“Porquê
ler?”
in Pure
Pleasure, de John
Carey (2000, Faber and Faber, pp. ix-xii e xv-xvi)
(Tradução: Paulo Lopes)
«Ainda haverá livros no final do próximo milénio? A
questão parece alarmista, mas é séria. Há mil anos, não havia propriamente
grande frenesim livresco. A maior parte das pessoas era iletrada. A impressão
tipográfica ainda não tinha sido inventada. Daqui a mil anos, as coisas poderão
ser tão remotas como tudo o que agora podemos imaginar. Na obra When the
Sleeper Wakes[1],
de H. G. Wells, uma personagem chamada Graham sai de um transe cataléptico no
ano 2200 e descobre que os livros são já obsoletos.
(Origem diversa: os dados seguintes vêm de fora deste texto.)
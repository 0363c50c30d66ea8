//! Wire shape of one streamed completion chunk.
//!
//! Every field is optional on the wire; absent or `null` values decode to
//! their empty default so a sparse chunk still parses.

use serde::{Deserialize, Deserializer, Serialize};

fn nullable<'de, D, T>(d: D) -> Result<T, D::Error>
where
    D: Deserializer<'de>,
    T: Default + Deserialize<'de>,
{
    Ok(Option::<T>::deserialize(d)?.unwrap_or_default())
}

// Metadata must never cost a chunk its content.
fn lenient_timestamp<'de, D: Deserializer<'de>>(d: D) -> Result<u64, D::Error> {
    let value = serde_json::Value::deserialize(d)?;
    Ok(match value {
        serde_json::Value::Number(n) => n.as_u64().unwrap_or_else(|| {
            n.as_f64()
                .filter(|f| f.is_finite() && *f >= 0.0)
                .map(|f| f as u64)
                .unwrap_or_default()
        }),
        serde_json::Value::String(s) => s.trim().parse().unwrap_or_default(),
        _ => 0,
    })
}

#[derive(Debug, Clone, Default, PartialEq, Serialize, Deserialize)]
pub struct StreamChunk {
    #[serde(default, deserialize_with = "nullable")]
    pub id: String,
    #[serde(default, deserialize_with = "nullable")]
    pub object: String,
    /// Unix seconds. Floats are truncated; negative or non-numeric values read as 0.
    #[serde(default, deserialize_with = "lenient_timestamp")]
    pub created: u64,
    #[serde(default, deserialize_with = "nullable")]
    pub model: String,
    #[serde(default, deserialize_with = "nullable")]
    pub choices: Vec<Choice>,
}

#[derive(Debug, Clone, Default, PartialEq, Serialize, Deserialize)]
pub struct Choice {
    #[serde(default, deserialize_with = "nullable")]
    pub index: u32,
    #[serde(default, deserialize_with = "nullable")]
    pub delta: Delta,
    #[serde(default, skip_serializing_if = "Option::is_none")]
    pub logprobs: Option<serde_json::Value>,
    #[serde(default, skip_serializing_if = "Option::is_none")]
    pub finish_reason: Option<String>,
}

#[derive(Debug, Clone, Default, PartialEq, Serialize, Deserialize)]
pub struct Delta {
    #[serde(default, skip_serializing_if = "Option::is_none")]
    pub role: Option<String>,
    #[serde(default, skip_serializing_if = "Option::is_none")]
    pub content: Option<String>,
    #[serde(default, skip_serializing_if = "Option::is_none")]
    pub tool_calls: Option<Vec<ToolCallFragment>>,
}

/// A piece of a tool call. Fragments sharing an `index` belong to the same call.
#[derive(Debug, Clone, Default, PartialEq, Serialize, Deserialize)]
pub struct ToolCallFragment {
    #[serde(default, deserialize_with = "nullable")]
    pub index: u32,
    #[serde(default, skip_serializing_if = "Option::is_none")]
    pub id: Option<String>,
    #[serde(rename = "type", default, skip_serializing_if = "Option::is_none")]
    pub kind: Option<String>,
    #[serde(default, deserialize_with = "nullable")]
    pub function: FunctionFragment,
}

#[derive(Debug, Clone, Default, PartialEq, Serialize, Deserialize)]
pub struct FunctionFragment {
    #[serde(default, skip_serializing_if = "Option::is_none")]
    pub name: Option<String>,
    #[serde(default, skip_serializing_if = "Option::is_none")]
    pub arguments: Option<String>,
}

impl StreamChunk {
    pub fn first_choice(&self) -> Option<&Choice> {
        self.choices.first()
    }
}

impl ToolCallFragment {
    /// The arguments piece carried by this fragment, or `""`.
    pub fn arguments(&self) -> &str {
        self.function.arguments.as_deref().unwrap_or("")
    }
}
Foram substituídos por
vídeos que passam em ecrãs de televisão (designados “cinetoscopes”) e rotulados
num inglês fonético tosco, que é o melhor que as pessoas logravam escrever.
(...)
Atualmente, a cisão entre pessoas que leem e pessoas
que não leem é a maior divisão cultural, transversal a idade, classe e género.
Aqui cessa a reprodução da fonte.